From the first line to the last, please write out the data exactly.

┌─ Dataset records

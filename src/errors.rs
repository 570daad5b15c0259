//! 统一错误处理模块
//!
//! 使用宏自动生成错误类型，支持错误代码和类型名称。

use std::fmt;

/// 定义错误类型的宏
///
/// 自动生成：
/// - enum 定义
/// - code() 方法 - 返回错误代码
/// - error_type() 方法 - 返回错误类型名称
/// - message() 方法 - 返回错误详情
/// - 便捷构造函数
macro_rules! define_assessment_errors {
    ($(
        $variant:ident($code:literal, $type_name:literal)
    ),* $(,)?) => {
        #[derive(Debug, Clone)]
        pub enum AssessmentError {
            $($variant(String),)*
        }

        impl AssessmentError {
            /// 获取错误代码
            pub fn code(&self) -> &'static str {
                match self {
                    $(AssessmentError::$variant(_) => $code,)*
                }
            }

            /// 获取错误类型名称
            pub fn error_type(&self) -> &'static str {
                match self {
                    $(AssessmentError::$variant(_) => $type_name,)*
                }
            }

            /// 获取错误详情
            pub fn message(&self) -> &str {
                match self {
                    $(AssessmentError::$variant(msg) => msg,)*
                }
            }
        }

        // 生成便捷构造函数
        paste::paste! {
            impl AssessmentError {
                $(
                    pub fn [<$variant:snake>]<T: Into<String>>(msg: T) -> Self {
                        AssessmentError::$variant(msg.into())
                    }
                )*
            }
        }
    };
}

define_assessment_errors! {
    DatabaseConfig("E001", "Database Configuration Error"),
    DatabaseConnection("E002", "Database Connection Error"),
    DatabaseOperation("E003", "Database Operation Error"),
    NotFound("E004", "Resource Not Found"),
    Validation("E005", "Validation Error"),
    AssessmentLocked("E006", "Assessment Locked"),
    HasResponses("E007", "Question Has Responses"),
    HasAttempts("E008", "Assessment Has Attempts"),
    MissingQuestions("E009", "Assessment Has No Questions"),
    Storage("E010", "Media Storage Error"),
    FileOperation("E011", "File Operation Error"),
    Serialization("E012", "Serialization Error"),
    DateParse("E013", "Date Parse Error"),
}

impl AssessmentError {
    /// 格式化为彩色输出（用于开发环境）
    #[cfg(debug_assertions)]
    pub fn format_colored(&self) -> String {
        format!(
            "\x1b[1;31m[ERROR]\x1b[0m \x1b[33m{}\x1b[0m \x1b[31m{}\x1b[0m\n  {}",
            self.code(),
            self.error_type(),
            self.message()
        )
    }

    /// 格式化为简洁输出
    pub fn format_simple(&self) -> String {
        format!("{}: {}", self.error_type(), self.message())
    }

    /// 是否适合客户端重试（仅校验类与外部存储类错误）
    pub fn is_retryable(&self) -> bool {
        matches!(
            self,
            AssessmentError::Validation(_) | AssessmentError::Storage(_)
        )
    }
}

impl fmt::Display for AssessmentError {
    fn fmt(&self, f: &mut fmt::Formatter<'_>) -> fmt::Result {
        write!(f, "{}", self.format_simple())
    }
}

impl std::error::Error for AssessmentError {}

// 为常见的错误类型实现 From trait
impl From<sea_orm::DbErr> for AssessmentError {
    fn from(err: sea_orm::DbErr) -> Self {
        AssessmentError::DatabaseOperation(err.to_string())
    }
}

impl From<std::io::Error> for AssessmentError {
    fn from(err: std::io::Error) -> Self {
        AssessmentError::FileOperation(err.to_string())
    }
}

impl From<serde_json::Error> for AssessmentError {
    fn from(err: serde_json::Error) -> Self {
        AssessmentError::Serialization(err.to_string())
    }
}

impl From<chrono::ParseError> for AssessmentError {
    fn from(err: chrono::ParseError) -> Self {
        AssessmentError::DateParse(err.to_string())
    }
}

pub type Result<T> = std::result::Result<T, AssessmentError>;

#[cfg(test)]
mod tests {
    use super::*;

    #[test]
    fn test_error_codes() {
        assert_eq!(AssessmentError::database_config("test").code(), "E001");
        assert_eq!(AssessmentError::validation("test").code(), "E005");
        assert_eq!(AssessmentError::assessment_locked("test").code(), "E006");
        assert_eq!(AssessmentError::missing_questions("test").code(), "E009");
    }

    #[test]
    fn test_error_types() {
        assert_eq!(
            AssessmentError::has_responses("test").error_type(),
            "Question Has Responses"
        );
        assert_eq!(
            AssessmentError::validation("test").error_type(),
            "Validation Error"
        );
    }

    #[test]
    fn test_error_message() {
        let err = AssessmentError::validation("points must be >= 0.1");
        assert_eq!(err.message(), "points must be >= 0.1");
    }

    #[test]
    fn test_retryable() {
        assert!(AssessmentError::validation("x").is_retryable());
        assert!(AssessmentError::storage("x").is_retryable());
        assert!(!AssessmentError::not_found("x").is_retryable());
        assert!(!AssessmentError::has_attempts("x").is_retryable());
        assert!(!AssessmentError::assessment_locked("x").is_retryable());
    }

    #[test]
    fn test_format_simple() {
        let err = AssessmentError::assessment_locked("assessment 3 is closed");
        let formatted = err.format_simple();
        assert!(formatted.contains("Assessment Locked"));
        assert!(formatted.contains("assessment 3"));
    }
}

└─

▶ **Completed exercise**
filename src/errors.rs
repository 570daad5b15c0259
//! 统一错误处理模块
//!
//! 使用宏自动生成错误类型，支持错误代码和类型名称。

use std::fmt;

/// 定义错误类型的宏
///
/// 自动生成：
/// - enum 定义
/// - code() 方法 - 返回错误代码
/// - error_type() 方法 - 返回错误类型名称
/// - message() 方法 - 返回错误详情
/// - 便捷构造函数
macro_rules! define_assessment_errors {
    ($(
        $variant:ident($code:literal, $type_name:literal)
    ),* $(,)?) => {
        #[derive(Debug, Clone)]
        pub enum AssessmentError {
            $($variant(String),)*
        }

        impl AssessmentError {
            /// 获取错误代码
            pub fn code(&self) -> &'static str {
                match self {
                    $(AssessmentError::$variant(_) => $code,)*
                }
            }

            /// 获取错误类型名称
            pub fn error_type(&self) -> &'static str {
                match self {
                    $(AssessmentError::$variant(_) => $type_name,)*
                }
            }

            /// 获取错误详情
            pub fn message(&self) -> &str {
                match self {
                    $(AssessmentError::$variant(msg) => msg,)*
                }
            }
        }

        // 生成便捷构造函数
        paste::paste! {
            impl AssessmentError {
                $(
                    pub fn [<$variant:snake>]<T: Into<String>>(msg: T) -> Self {
                        AssessmentError::$variant(msg.into())
                    }
                )*
            }
        }
    };
}

define_assessment_errors! {
    DatabaseConfig("E001", "Database Configuration Error"),
    DatabaseConnection("E002", "Database Connection Error"),
    DatabaseOperation("E003", "Database Operation Error"),
    NotFound("E004", "Resource Not Found"),
    Validation("E005", "Validation Error"),
    AssessmentLocked("E006", "Assessment Locked"),
    HasResponses("E007", "Question Has Responses"),
    HasAttempts("E008", "Assessment Has Attempts"),
    MissingQuestions("E009", "Assessment Has No Questions"),
    Storage("E010", "Media Storage Error"),
    FileOperation("E011", "File Operation Error"),
    Serialization("E012", "Serialization Error"),
    DateParse("E013", "Date Parse Error"),
}

impl AssessmentError {
    /// 格式化为彩色输出（用于开发环境）
    #[cfg(debug_assertions)]
    pub fn format_colored(&self) -> String {
        format!(
            "\x1b[1;31m[ERROR]\x1b[0m \x1b[33m{}\x1b[0m \x1b[31m{}\x1b[0m\n  {}",
            self.code(),
            self.error_type(),
            self.message()
        )
    }

    /// 格式化为简洁输出
    pub fn format_simple(&self) -> String {
        format!("{}: {}", self.error_type(), self.message())
    }

    /// 是否适合客户端重试（仅校验类与外部存储类错误）
    pub fn is_retryable(&self) -> bool {
        matches!(
            self,
            AssessmentError::Validation(_) | AssessmentError::Storage(_)
        )
    }
}

impl fmt::Display for AssessmentError {
    fn fmt(&self, f: &mut fmt::Formatter<'_>) -> fmt::Result {
        write!(f, "{}", self.format_simple())
    }
}

impl std::error::Error for AssessmentError {}

// 为常见的错误类型实现 From trait
impl From<sea_orm::DbErr> for AssessmentError {
    fn from(err: sea_orm::DbErr) -> Self {
        AssessmentError::DatabaseOperation(err.to_string())
    }
}

impl From<std::io::Error> for AssessmentError {
    fn from(err: std::io::Error) -> Self {
        AssessmentError::FileOperation(err.to_string())
    }
}

impl From<serde_json::Error> for AssessmentError {
    fn from(err: serde_json::Error) -> Self {
        AssessmentError::Serialization(err.to_string())
    }
}

impl From<chrono::ParseError> for AssessmentError {
    fn from(err: chrono::ParseError) -> Self {
        AssessmentError::DateParse(err.to_string())
    }
}

pub type Result<T> = std::result::Result<T, AssessmentError>;

#[cfg(test)]
mod tests {
    use super::*;

    #[test]
    fn test_error_codes() {
        assert_eq!(AssessmentError::database_config("test").code(), "E001");
        assert_eq!(AssessmentError::validation("test").code(), "E005");
        assert_eq!(AssessmentError::assessment_locked("test").code(), "E006");
        assert_eq!(AssessmentError::missing_questions("test").code(), "E009");
    }

    #[test]
    fn test_error_types() {
        assert_eq!(
            AssessmentError::has_responses("test").error_type(),
            "Question Has Responses"
        );
        assert_eq!(
            AssessmentError::validation("test").error_type(),
            "Validation Error"
        );
    }

    #[test]
    fn test_error_message() {
        let err = AssessmentError::validation("points must be >= 0.1");
        assert_eq!(err.message(), "points must be >= 0.1");
    }

    #[test]
    fn test_retryable() {
        assert!(AssessmentError::validation("x").is_retryable());
        assert!(AssessmentError::storage("x").is_retryable());
        assert!(!AssessmentError::not_found("x").is_retryable());
        assert!(!AssessmentError::has_attempts("x").is_retryable());
        assert!(!AssessmentError::assessment_locked("x").is_retryable());
    }

    #[test]
    fn test_format_simple() {
        let err = AssessmentError::assessment_locked("assessment 3 is closed");
        let formatted = err.format_simple();
        assert!(formatted.contains("Assessment Locked"));
        assert!(formatted.contains("assessment 3"));
    }
}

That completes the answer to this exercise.